▸ **WORK TO COMPLETE**
Copy the listing below in full, exactly as given.

****************

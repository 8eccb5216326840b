//! Boards of one instance, including their workflow structure.

use std::time::Duration;

use boardwire_core::{
    ApiRequest, Board, BoardFilter, BoardId, BoardStructure, BoardUpdate, ClientResult, Column,
    Lane, NewBoard, Workflow,
};
use futures_util::future::try_join3;

use super::{module_accessors, ModuleCore, Remote};
use crate::settings::ClientSettings;

pub const COLLECTION: &str = "boards";
pub const DEFAULT_TTL: Duration = Duration::from_secs(300);

pub struct Boards {
    core: ModuleCore,
}

module_accessors!(Boards);

impl Boards {
    pub(crate) fn new(remote: Remote, settings: &ClientSettings) -> Self {
        Self {
            core: ModuleCore::new(COLLECTION, remote, settings, DEFAULT_TTL),
        }
    }

    /// Boards matching `filter`. Archived boards are excluded unless asked for.
    pub async fn list(&self, filter: &BoardFilter) -> ClientResult<Vec<Board>> {
        let key = self.core.key(format!("list:{}", filter.cache_scope()));
        let mut request =
            ApiRequest::get("/boards").query_opt("workspace_ids", filter.workspace_id);
        if !filter.include_archived {
            request = request.query("is_archived", 0);
        }
        self.core.cached(&key, request).await
    }

    pub async fn get(&self, board_id: BoardId) -> ClientResult<Board> {
        let key = self.core.key(board_id);
        self.core
            .cached(&key, ApiRequest::get(format!("/boards/{board_id}")))
            .await
    }

    /// Workflows, columns and lanes of a board, cached as one entry
    /// (`boards:<id>:structure`).
    pub async fn structure(&self, board_id: BoardId) -> ClientResult<BoardStructure> {
        let key = self.core.key(format!("{board_id}:structure"));
        let remote = self.core.remote().clone();
        let value = self
            .core
            .cache()
            .get(&key, move || async move {
                let path = format!("/boards/{board_id}");
                let (workflows, columns, lanes) = try_join3(
                    remote.read::<Vec<Workflow>>(ApiRequest::get(format!("{path}/workflows"))),
                    remote.read::<Vec<Column>>(ApiRequest::get(format!("{path}/columns"))),
                    remote.read::<Vec<Lane>>(ApiRequest::get(format!("{path}/lanes"))),
                )
                .await?;
                Ok(serde_json::to_value(BoardStructure {
                    workflows,
                    columns,
                    lanes,
                })?)
            })
            .await?;
        super::decode(value)
    }

    pub async fn create(&self, board: &NewBoard) -> ClientResult<Board> {
        let body = serde_json::to_value(board)?;
        self.core
            .write("create board", ApiRequest::post("/boards", body))
            .await
    }

    pub async fn update(&self, board_id: BoardId, update: &BoardUpdate) -> ClientResult<Board> {
        let body = serde_json::to_value(update)?;
        self.core
            .write(
                "update board",
                ApiRequest::patch(format!("/boards/{board_id}"), body),
            )
            .await
    }
}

****************

▸ **EXERCISE RESULT**
repository 8eccb5216326840b
//! Boards of one instance, including their workflow structure.

use std::time::Duration;

use boardwire_core::{
    ApiRequest, Board, BoardFilter, BoardId, BoardStructure, BoardUpdate, ClientResult, Column,
    Lane, NewBoard, Workflow,
};
use futures_util::future::try_join3;

use super::{module_accessors, ModuleCore, Remote};
use crate::settings::ClientSettings;

pub const COLLECTION: &str = "boards";
pub const DEFAULT_TTL: Duration = Duration::from_secs(300);

pub struct Boards {
    core: ModuleCore,
}

module_accessors!(Boards);

impl Boards {
    pub(crate) fn new(remote: Remote, settings: &ClientSettings) -> Self {
        Self {
            core: ModuleCore::new(COLLECTION, remote, settings, DEFAULT_TTL),
        }
    }

    /// Boards matching `filter`. Archived boards are excluded unless asked for.
    pub async fn list(&self, filter: &BoardFilter) -> ClientResult<Vec<Board>> {
        let key = self.core.key(format!("list:{}", filter.cache_scope()));
        let mut request =
            ApiRequest::get("/boards").query_opt("workspace_ids", filter.workspace_id);
        if !filter.include_archived {
            request = request.query("is_archived", 0);
        }
        self.core.cached(&key, request).await
    }

    pub async fn get(&self, board_id: BoardId) -> ClientResult<Board> {
        let key = self.core.key(board_id);
        self.core
            .cached(&key, ApiRequest::get(format!("/boards/{board_id}")))
            .await
    }

    /// Workflows, columns and lanes of a board, cached as one entry
    /// (`boards:<id>:structure`).
    pub async fn structure(&self, board_id: BoardId) -> ClientResult<BoardStructure> {
        let key = self.core.key(format!("{board_id}:structure"));
        let remote = self.core.remote().clone();
        let value = self
            .core
            .cache()
            .get(&key, move || async move {
                let path = format!("/boards/{board_id}");
                let (workflows, columns, lanes) = try_join3(
                    remote.read::<Vec<Workflow>>(ApiRequest::get(format!("{path}/workflows"))),
                    remote.read::<Vec<Column>>(ApiRequest::get(format!("{path}/columns"))),
                    remote.read::<Vec<Lane>>(ApiRequest::get(format!("{path}/lanes"))),
                )
                .await?;
                Ok(serde_json::to_value(BoardStructure {
                    workflows,
                    columns,
                    lanes,
                })?)
            })
            .await?;
        super::decode(value)
    }

    pub async fn create(&self, board: &NewBoard) -> ClientResult<Board> {
        let body = serde_json::to_value(board)?;
        self.core
            .write("create board", ApiRequest::post("/boards", body))
            .await
    }

    pub async fn update(&self, board_id: BoardId, update: &BoardUpdate) -> ClientResult<Board> {
        let body = serde_json::to_value(update)?;
        self.core
            .write(
                "update board",
                ApiRequest::patch(format!("/boards/{board_id}"), body),
            )
            .await
    }
}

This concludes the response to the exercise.